▶ How to complete this task: Please set down the entries below once more, exactly.

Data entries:
=-=-=-=-=
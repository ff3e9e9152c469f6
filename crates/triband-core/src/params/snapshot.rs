//! Per-block parameter snapshot
//!
//! The engine reads every parameter exactly once at the start of a block and
//! works from this plain-data copy for the rest of the block. Fields are
//! individually atomic in the store; the snapshot as a whole is not.

use super::id::{ParamId, DEFAULT_RATIO_INDEX, RATIO_CHOICES};
use crate::types::{Band, NUM_BANDS};

/// Settings for one band's compressor and mix-bus routing
#[derive(Debug, Clone, Copy, PartialEq)]
pub struct BandSettings {
    pub attack_ms: f32,
    pub release_ms: f32,
    pub threshold_db: f32,
    /// Compression ratio (N:1), taken from [`RATIO_CHOICES`]
    pub ratio: f32,
    pub bypassed: bool,
    pub muted: bool,
    pub soloed: bool,
}

impl Default for BandSettings {
    fn default() -> Self {
        Self {
            attack_ms: ParamId::Attack(Band::Low).spec().default,
            release_ms: ParamId::Release(Band::Low).spec().default,
            threshold_db: ParamId::Threshold(Band::Low).spec().default,
            ratio: RATIO_CHOICES[DEFAULT_RATIO_INDEX],
            bypassed: false,
            muted: false,
            soloed: false,
        }
    }
}

/// All parameter values for one processing block
#[derive(Debug, Clone, Copy, PartialEq)]
pub struct ParamSnapshot {
    pub low_mid_hz: f32,
    pub mid_high_hz: f32,
    pub bands: [BandSettings; NUM_BANDS],
    pub gain_in_db: f32,
    pub gain_out_db: f32,
}

impl ParamSnapshot {
    #[inline]
    pub fn band(&self, band: Band) -> &BandSettings {
        &self.bands[band.index()]
    }

    #[inline]
    pub fn band_mut(&mut self, band: Band) -> &mut BandSettings {
        &mut self.bands[band.index()]
    }

    /// True if any band is soloed
    pub fn any_solo(&self) -> bool {
        self.bands.iter().any(|b| b.soloed)
    }
}

impl Default for ParamSnapshot {
    fn default() -> Self {
        Self {
            low_mid_hz: ParamId::LowMidCrossover.spec().default,
            mid_high_hz: ParamId::MidHighCrossover.spec().default,
            bands: [BandSettings::default(); NUM_BANDS],
            gain_in_db: 0.0,
            gain_out_db: 0.0,
        }
    }
}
=-=-=-=-=
▶ Response:
repository ff3e9e9152c469f6
filename crates/triband-core/src/params/snapshot.rs
//! Per-block parameter snapshot
//!
//! The engine reads every parameter exactly once at the start of a block and
//! works from this plain-data copy for the rest of the block. Fields are
//! individually atomic in the store; the snapshot as a whole is not.

use super::id::{ParamId, DEFAULT_RATIO_INDEX, RATIO_CHOICES};
use crate::types::{Band, NUM_BANDS};

/// Settings for one band's compressor and mix-bus routing
#[derive(Debug, Clone, Copy, PartialEq)]
pub struct BandSettings {
    pub attack_ms: f32,
    pub release_ms: f32,
    pub threshold_db: f32,
    /// Compression ratio (N:1), taken from [`RATIO_CHOICES`]
    pub ratio: f32,
    pub bypassed: bool,
    pub muted: bool,
    pub soloed: bool,
}

impl Default for BandSettings {
    fn default() -> Self {
        Self {
            attack_ms: ParamId::Attack(Band::Low).spec().default,
            release_ms: ParamId::Release(Band::Low).spec().default,
            threshold_db: ParamId::Threshold(Band::Low).spec().default,
            ratio: RATIO_CHOICES[DEFAULT_RATIO_INDEX],
            bypassed: false,
            muted: false,
            soloed: false,
        }
    }
}

/// All parameter values for one processing block
#[derive(Debug, Clone, Copy, PartialEq)]
pub struct ParamSnapshot {
    pub low_mid_hz: f32,
    pub mid_high_hz: f32,
    pub bands: [BandSettings; NUM_BANDS],
    pub gain_in_db: f32,
    pub gain_out_db: f32,
}

impl ParamSnapshot {
    #[inline]
    pub fn band(&self, band: Band) -> &BandSettings {
        &self.bands[band.index()]
    }

    #[inline]
    pub fn band_mut(&mut self, band: Band) -> &mut BandSettings {
        &mut self.bands[band.index()]
    }

    /// True if any band is soloed
    pub fn any_solo(&self) -> bool {
        self.bands.iter().any(|b| b.soloed)
    }
}

impl Default for ParamSnapshot {
    fn default() -> Self {
        Self {
            low_mid_hz: ParamId::LowMidCrossover.spec().default,
            mid_high_hz: ParamId::MidHighCrossover.spec().default,
            bands: [BandSettings::default(); NUM_BANDS],
            gain_in_db: 0.0,
            gain_out_db: 0.0,
        }
    }
}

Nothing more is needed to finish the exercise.